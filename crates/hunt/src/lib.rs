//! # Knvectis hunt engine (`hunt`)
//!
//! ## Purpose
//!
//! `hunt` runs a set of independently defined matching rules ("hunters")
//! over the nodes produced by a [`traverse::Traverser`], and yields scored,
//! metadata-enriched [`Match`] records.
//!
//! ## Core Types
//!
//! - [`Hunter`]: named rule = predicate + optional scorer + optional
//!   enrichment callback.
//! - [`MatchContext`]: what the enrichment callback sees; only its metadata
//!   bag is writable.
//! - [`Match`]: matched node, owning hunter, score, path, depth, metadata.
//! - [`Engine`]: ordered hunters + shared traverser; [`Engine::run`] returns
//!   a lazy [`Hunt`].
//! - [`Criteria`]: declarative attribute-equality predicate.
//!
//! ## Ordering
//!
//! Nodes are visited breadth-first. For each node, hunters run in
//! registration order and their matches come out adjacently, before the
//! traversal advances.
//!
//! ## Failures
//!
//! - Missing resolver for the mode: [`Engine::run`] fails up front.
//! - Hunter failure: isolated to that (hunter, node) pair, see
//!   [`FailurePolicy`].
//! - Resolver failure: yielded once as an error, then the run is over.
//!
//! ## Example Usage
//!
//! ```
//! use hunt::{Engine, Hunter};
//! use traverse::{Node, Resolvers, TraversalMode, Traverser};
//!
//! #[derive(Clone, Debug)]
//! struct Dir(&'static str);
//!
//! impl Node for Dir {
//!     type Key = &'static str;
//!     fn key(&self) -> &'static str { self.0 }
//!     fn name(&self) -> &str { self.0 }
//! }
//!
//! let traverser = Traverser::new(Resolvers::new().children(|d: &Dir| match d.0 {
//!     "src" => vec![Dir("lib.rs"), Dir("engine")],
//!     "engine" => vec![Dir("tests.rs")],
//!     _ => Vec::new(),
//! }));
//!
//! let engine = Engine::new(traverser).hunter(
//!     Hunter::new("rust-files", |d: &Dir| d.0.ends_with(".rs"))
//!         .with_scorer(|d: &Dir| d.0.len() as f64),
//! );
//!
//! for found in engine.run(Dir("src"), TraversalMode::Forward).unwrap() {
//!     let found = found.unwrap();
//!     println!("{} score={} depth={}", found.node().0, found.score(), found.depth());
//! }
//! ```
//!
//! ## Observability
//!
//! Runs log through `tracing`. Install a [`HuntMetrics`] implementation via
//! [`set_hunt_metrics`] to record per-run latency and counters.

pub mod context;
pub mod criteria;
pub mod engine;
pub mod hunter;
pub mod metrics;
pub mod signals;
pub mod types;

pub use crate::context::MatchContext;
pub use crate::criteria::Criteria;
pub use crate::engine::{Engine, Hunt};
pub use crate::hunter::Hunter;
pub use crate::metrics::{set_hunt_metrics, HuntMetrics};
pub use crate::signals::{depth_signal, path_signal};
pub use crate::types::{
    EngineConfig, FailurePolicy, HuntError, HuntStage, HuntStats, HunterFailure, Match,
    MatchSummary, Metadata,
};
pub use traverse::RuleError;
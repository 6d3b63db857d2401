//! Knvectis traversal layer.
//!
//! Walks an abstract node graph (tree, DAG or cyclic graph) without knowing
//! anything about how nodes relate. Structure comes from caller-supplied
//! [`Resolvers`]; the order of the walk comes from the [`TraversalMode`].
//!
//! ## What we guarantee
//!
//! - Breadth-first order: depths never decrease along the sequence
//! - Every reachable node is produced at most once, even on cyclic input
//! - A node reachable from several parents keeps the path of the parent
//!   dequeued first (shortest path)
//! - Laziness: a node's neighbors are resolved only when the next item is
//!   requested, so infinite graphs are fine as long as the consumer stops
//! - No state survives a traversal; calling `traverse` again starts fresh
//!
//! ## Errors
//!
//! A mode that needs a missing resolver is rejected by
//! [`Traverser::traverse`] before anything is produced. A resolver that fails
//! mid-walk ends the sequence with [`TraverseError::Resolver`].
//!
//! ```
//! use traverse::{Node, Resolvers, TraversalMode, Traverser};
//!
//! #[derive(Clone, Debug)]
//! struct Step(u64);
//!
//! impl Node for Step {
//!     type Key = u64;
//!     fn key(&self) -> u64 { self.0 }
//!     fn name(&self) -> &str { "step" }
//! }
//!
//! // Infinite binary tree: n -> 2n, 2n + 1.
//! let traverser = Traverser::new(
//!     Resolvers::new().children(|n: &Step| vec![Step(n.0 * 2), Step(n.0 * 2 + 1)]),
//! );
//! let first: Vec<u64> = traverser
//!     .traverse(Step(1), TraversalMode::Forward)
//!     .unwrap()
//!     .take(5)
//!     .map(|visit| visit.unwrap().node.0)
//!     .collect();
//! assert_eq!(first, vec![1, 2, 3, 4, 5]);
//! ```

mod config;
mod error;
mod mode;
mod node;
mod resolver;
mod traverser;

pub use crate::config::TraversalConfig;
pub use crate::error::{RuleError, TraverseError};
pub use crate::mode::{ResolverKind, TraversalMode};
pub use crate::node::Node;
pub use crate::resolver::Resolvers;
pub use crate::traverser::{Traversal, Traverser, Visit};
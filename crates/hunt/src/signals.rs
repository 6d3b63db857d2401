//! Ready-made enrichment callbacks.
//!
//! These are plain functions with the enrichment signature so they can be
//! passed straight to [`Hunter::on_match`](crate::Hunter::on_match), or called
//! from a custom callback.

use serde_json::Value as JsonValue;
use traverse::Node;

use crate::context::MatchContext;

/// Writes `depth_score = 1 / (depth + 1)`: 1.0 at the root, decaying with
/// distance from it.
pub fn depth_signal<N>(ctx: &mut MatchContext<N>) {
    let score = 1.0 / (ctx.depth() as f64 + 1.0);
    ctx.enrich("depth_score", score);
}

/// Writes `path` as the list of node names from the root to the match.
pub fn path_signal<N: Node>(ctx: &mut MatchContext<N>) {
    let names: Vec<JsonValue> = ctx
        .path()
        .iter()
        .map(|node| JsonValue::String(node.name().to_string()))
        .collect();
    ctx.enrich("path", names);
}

- - - - -

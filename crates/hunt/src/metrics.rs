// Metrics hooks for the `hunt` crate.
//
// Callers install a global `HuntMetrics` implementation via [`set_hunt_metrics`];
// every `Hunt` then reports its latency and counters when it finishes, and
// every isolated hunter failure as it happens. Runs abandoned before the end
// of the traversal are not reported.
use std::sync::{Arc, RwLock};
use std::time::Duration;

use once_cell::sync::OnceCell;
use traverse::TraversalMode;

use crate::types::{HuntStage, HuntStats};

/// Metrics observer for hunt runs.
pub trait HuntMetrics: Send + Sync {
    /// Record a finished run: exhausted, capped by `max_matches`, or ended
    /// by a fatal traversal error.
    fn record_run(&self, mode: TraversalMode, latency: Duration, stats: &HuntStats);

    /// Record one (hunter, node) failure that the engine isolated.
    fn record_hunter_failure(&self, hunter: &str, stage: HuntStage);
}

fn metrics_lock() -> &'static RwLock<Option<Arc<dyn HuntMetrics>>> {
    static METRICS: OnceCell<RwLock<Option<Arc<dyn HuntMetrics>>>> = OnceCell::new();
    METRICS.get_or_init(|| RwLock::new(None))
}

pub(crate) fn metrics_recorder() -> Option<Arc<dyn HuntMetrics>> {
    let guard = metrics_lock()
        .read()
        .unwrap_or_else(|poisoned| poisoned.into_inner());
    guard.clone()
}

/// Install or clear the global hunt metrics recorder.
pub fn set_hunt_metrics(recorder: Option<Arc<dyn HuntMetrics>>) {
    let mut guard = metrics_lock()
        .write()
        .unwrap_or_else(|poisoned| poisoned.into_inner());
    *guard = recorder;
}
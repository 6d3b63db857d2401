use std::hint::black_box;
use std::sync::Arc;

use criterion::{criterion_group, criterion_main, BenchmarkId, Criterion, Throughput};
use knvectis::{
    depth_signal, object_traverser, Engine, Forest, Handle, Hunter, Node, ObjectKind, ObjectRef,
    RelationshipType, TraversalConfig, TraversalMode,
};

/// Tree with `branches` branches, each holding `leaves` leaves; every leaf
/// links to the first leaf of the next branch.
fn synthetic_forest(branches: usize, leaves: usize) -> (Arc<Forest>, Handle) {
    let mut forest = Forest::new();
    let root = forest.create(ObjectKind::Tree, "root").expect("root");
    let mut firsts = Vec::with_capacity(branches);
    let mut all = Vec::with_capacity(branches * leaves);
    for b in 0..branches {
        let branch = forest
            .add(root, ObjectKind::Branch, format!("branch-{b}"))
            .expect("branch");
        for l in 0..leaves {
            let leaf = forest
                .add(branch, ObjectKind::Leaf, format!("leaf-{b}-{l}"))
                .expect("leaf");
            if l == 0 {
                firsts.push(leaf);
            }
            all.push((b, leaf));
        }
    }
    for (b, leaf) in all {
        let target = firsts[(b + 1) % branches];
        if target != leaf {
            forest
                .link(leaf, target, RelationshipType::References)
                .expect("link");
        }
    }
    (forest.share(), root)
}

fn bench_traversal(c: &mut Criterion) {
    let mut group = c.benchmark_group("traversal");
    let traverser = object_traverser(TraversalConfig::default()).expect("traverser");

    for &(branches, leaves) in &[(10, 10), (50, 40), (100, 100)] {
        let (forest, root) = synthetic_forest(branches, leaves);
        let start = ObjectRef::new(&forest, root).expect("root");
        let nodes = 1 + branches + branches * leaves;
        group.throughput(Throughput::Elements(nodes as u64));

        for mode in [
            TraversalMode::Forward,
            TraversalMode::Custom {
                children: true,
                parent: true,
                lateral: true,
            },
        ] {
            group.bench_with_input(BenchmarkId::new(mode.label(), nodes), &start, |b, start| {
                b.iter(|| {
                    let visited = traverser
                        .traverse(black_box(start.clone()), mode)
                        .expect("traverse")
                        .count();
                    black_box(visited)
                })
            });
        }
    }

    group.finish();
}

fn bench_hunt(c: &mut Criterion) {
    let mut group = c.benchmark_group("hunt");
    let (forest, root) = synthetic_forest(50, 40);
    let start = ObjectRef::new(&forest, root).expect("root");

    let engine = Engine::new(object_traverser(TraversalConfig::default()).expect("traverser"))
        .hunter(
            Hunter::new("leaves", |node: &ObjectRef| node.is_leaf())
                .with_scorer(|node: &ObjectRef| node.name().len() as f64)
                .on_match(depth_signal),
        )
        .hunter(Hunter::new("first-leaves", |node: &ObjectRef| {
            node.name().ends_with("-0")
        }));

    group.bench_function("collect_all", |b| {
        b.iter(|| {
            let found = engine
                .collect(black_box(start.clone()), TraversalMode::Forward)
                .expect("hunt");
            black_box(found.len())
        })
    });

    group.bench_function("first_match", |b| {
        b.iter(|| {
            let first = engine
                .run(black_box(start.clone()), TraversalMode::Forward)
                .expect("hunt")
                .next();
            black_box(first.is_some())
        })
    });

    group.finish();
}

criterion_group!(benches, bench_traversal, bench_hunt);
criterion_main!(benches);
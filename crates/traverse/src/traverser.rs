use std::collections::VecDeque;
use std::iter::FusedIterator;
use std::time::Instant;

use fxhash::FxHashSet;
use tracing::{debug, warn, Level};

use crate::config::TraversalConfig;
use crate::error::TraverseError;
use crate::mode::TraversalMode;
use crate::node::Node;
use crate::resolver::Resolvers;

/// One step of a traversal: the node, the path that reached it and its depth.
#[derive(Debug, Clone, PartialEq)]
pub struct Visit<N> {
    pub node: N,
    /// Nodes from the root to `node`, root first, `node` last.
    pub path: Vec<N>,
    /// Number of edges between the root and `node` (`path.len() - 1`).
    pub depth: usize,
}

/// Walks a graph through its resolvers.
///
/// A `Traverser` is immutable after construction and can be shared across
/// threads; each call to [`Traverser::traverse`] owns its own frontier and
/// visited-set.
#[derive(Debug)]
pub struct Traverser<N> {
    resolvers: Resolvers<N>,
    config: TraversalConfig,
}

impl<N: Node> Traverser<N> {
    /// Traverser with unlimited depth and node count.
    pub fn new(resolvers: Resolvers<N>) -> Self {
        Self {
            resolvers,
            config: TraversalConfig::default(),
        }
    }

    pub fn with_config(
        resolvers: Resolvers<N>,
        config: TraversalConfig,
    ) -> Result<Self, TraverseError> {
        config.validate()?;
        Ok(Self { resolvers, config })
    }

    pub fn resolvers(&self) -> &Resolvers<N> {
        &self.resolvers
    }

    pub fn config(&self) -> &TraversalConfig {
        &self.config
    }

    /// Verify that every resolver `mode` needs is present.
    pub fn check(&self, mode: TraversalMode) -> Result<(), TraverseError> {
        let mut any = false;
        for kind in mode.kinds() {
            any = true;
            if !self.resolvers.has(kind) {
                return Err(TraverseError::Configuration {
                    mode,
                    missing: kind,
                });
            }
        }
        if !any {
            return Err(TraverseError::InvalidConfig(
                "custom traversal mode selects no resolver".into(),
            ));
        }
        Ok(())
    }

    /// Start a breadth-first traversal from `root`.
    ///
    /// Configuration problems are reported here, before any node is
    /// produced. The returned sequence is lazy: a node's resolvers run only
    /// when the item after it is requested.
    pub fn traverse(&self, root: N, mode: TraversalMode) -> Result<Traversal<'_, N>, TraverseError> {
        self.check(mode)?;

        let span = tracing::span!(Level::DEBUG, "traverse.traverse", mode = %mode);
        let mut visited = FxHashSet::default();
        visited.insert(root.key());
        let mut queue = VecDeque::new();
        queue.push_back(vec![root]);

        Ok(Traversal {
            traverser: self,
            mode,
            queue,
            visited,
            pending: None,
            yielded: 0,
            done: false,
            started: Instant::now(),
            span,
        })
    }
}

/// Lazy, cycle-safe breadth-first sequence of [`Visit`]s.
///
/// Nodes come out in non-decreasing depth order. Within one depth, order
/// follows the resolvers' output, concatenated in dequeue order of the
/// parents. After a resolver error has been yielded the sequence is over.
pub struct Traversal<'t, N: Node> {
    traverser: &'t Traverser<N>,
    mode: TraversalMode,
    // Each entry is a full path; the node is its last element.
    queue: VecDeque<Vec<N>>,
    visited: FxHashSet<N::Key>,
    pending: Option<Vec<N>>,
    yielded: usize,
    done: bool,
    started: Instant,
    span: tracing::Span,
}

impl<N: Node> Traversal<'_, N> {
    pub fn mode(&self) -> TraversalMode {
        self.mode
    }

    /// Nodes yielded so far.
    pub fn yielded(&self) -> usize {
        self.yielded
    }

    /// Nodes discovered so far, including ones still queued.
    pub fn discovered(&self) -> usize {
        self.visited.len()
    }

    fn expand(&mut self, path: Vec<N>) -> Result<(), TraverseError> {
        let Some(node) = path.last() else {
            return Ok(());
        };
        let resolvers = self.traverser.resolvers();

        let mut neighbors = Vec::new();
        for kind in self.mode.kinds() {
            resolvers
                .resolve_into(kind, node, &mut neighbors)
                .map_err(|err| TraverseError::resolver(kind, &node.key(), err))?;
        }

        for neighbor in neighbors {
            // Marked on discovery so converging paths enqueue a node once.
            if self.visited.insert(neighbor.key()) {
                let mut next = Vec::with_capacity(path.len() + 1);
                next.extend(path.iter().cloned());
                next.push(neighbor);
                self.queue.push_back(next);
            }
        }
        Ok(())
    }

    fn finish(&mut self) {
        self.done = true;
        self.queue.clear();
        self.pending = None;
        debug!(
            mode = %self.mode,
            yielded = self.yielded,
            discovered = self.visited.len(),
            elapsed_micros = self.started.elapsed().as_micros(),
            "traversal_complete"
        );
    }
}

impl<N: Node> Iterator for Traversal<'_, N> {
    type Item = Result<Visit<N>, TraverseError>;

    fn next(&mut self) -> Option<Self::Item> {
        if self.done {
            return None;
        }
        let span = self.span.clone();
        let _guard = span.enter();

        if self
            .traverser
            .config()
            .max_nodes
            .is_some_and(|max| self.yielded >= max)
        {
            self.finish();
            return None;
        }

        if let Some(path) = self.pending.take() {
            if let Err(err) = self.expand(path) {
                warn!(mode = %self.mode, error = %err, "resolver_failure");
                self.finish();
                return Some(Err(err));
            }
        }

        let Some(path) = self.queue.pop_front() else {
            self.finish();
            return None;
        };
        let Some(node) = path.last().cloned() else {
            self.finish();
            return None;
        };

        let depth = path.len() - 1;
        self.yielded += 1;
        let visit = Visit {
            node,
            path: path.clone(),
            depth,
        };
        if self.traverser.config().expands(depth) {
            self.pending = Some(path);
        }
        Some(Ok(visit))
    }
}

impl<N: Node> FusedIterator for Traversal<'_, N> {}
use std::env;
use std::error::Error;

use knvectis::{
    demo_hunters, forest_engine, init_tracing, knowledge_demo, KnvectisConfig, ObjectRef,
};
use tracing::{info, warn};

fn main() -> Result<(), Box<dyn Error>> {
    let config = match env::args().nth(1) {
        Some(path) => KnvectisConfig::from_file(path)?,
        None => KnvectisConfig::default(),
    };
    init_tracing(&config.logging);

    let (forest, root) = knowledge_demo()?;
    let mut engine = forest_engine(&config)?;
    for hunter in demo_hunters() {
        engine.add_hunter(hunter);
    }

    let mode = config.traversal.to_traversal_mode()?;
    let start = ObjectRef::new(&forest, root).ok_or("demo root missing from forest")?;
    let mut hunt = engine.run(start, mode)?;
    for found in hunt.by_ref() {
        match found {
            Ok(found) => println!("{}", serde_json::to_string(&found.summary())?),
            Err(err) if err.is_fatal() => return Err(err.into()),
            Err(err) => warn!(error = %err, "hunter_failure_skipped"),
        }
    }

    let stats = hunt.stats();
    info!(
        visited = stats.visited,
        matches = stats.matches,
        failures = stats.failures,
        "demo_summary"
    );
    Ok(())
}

- - - - -

▶ Task to complete: Could you report all lines of the listing that hold "crates"?

▶ Reply:
filename crates/hunt/src/lib.rs
filename crates/hunt/src/signals.rs
filename crates/hunt/src/metrics.rs
filename crates/traverse/src/traverser.rs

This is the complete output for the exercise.